Stored data entries:
══════════════════════════════

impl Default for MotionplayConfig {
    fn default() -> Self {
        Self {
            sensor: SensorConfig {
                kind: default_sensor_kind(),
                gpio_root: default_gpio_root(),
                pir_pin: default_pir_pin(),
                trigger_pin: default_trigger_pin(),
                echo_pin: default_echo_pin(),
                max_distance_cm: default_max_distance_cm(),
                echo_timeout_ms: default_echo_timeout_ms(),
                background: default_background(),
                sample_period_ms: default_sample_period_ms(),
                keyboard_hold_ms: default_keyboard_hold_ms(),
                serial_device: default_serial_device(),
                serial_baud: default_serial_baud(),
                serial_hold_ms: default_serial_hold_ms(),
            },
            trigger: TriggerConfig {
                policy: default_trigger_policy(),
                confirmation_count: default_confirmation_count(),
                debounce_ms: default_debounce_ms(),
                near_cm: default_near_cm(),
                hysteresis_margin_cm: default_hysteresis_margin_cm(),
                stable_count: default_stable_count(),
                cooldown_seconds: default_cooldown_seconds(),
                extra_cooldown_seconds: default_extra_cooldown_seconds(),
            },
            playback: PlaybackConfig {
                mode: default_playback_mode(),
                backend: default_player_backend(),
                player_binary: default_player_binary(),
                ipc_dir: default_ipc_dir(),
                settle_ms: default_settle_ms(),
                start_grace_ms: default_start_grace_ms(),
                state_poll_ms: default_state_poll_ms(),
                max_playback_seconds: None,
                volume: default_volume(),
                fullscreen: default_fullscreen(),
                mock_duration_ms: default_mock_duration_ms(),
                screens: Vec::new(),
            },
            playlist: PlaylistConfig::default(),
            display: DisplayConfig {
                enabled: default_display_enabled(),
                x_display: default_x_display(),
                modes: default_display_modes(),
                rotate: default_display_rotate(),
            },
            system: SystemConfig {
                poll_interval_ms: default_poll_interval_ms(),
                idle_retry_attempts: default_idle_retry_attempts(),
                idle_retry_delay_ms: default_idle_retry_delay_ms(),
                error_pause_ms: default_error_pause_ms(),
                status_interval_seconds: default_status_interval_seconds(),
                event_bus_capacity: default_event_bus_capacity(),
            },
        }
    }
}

══════════════════════════════

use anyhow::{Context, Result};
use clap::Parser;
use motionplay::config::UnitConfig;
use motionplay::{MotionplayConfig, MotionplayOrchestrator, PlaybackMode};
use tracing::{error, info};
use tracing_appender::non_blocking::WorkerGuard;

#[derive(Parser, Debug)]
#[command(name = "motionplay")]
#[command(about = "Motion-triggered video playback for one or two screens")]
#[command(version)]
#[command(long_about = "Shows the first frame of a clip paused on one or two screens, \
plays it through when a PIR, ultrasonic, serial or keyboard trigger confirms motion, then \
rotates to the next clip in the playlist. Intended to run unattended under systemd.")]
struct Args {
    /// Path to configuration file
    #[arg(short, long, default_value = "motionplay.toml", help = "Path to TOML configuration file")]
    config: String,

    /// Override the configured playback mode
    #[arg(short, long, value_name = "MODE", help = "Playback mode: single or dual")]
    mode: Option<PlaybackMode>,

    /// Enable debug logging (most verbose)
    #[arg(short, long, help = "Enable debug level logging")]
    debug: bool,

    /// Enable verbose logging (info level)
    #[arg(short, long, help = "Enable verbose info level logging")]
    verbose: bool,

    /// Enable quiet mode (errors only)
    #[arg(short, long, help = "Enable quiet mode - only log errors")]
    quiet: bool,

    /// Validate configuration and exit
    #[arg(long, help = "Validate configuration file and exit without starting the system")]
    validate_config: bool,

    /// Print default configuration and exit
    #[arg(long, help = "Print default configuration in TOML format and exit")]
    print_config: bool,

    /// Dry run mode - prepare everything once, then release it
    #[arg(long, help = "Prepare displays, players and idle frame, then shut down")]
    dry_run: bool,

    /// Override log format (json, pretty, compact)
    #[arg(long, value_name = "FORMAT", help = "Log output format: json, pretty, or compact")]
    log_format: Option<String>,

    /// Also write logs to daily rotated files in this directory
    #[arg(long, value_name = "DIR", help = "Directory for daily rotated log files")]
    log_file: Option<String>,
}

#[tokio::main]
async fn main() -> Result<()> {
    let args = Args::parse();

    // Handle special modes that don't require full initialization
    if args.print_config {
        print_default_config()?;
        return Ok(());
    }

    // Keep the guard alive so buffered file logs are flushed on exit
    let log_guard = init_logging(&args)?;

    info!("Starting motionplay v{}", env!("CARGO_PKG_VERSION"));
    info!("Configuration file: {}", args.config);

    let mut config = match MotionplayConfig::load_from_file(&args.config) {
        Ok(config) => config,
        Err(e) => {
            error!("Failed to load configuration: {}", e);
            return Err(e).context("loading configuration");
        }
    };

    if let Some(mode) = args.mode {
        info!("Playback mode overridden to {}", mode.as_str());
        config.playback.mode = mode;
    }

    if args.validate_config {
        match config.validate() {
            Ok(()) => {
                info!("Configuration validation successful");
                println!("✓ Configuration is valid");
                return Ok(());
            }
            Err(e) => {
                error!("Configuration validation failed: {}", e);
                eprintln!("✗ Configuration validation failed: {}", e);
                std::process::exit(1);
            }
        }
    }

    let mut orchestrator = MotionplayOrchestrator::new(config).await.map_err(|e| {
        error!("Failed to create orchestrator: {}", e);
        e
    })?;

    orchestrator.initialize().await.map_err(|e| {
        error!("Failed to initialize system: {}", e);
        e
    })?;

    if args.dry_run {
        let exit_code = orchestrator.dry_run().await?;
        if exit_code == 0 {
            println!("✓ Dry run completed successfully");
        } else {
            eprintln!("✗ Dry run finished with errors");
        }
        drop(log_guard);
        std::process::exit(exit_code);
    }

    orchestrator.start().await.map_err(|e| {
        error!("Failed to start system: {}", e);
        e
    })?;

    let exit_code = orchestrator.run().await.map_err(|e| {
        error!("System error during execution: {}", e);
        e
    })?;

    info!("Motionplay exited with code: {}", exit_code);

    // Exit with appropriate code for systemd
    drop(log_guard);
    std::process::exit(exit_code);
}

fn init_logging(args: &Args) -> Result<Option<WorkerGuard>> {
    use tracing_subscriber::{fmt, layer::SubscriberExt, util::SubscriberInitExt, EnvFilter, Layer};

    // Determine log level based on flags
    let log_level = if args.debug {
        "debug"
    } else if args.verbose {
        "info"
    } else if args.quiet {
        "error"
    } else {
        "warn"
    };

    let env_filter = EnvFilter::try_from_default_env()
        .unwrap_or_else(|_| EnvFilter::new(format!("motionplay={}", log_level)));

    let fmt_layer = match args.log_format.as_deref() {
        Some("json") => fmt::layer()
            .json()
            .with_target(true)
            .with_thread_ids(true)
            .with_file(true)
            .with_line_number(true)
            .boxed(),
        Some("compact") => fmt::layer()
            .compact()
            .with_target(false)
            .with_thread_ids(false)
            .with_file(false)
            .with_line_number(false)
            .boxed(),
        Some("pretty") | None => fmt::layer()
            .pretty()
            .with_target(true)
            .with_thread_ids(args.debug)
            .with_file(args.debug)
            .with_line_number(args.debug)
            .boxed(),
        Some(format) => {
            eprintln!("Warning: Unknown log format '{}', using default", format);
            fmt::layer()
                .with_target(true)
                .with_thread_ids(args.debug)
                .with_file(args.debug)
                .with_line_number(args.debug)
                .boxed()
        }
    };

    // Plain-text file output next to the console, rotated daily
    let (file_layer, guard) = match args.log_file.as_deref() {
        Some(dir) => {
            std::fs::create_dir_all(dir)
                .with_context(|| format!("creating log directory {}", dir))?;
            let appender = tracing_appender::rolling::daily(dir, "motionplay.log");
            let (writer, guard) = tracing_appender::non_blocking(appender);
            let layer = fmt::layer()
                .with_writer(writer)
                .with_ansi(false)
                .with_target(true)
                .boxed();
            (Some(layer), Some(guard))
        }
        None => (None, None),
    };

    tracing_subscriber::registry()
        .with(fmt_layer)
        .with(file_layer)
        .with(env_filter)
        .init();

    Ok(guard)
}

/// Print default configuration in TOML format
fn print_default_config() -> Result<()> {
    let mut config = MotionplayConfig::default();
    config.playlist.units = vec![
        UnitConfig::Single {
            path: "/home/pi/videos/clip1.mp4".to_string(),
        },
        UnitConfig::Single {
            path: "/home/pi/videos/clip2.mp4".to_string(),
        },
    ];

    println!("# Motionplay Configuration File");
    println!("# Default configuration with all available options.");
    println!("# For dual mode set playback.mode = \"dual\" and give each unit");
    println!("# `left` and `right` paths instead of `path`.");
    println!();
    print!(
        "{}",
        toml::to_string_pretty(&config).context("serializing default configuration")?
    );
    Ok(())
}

══════════════════════════════

▶ _Exercise instructions_
Using the records above, copy word for word the line with "#[arg(short, long, default_value", the line with "#[arg(short, long, value_name", and every line between them.

▶ _Written answer_
    #[arg(short, long, default_value = "motionplay.toml", help = "Path to TOML configuration file")]
    config: String,

    /// Override the configured playback mode
    #[arg(short, long, value_name = "MODE", help = "Playback mode: single or dual")]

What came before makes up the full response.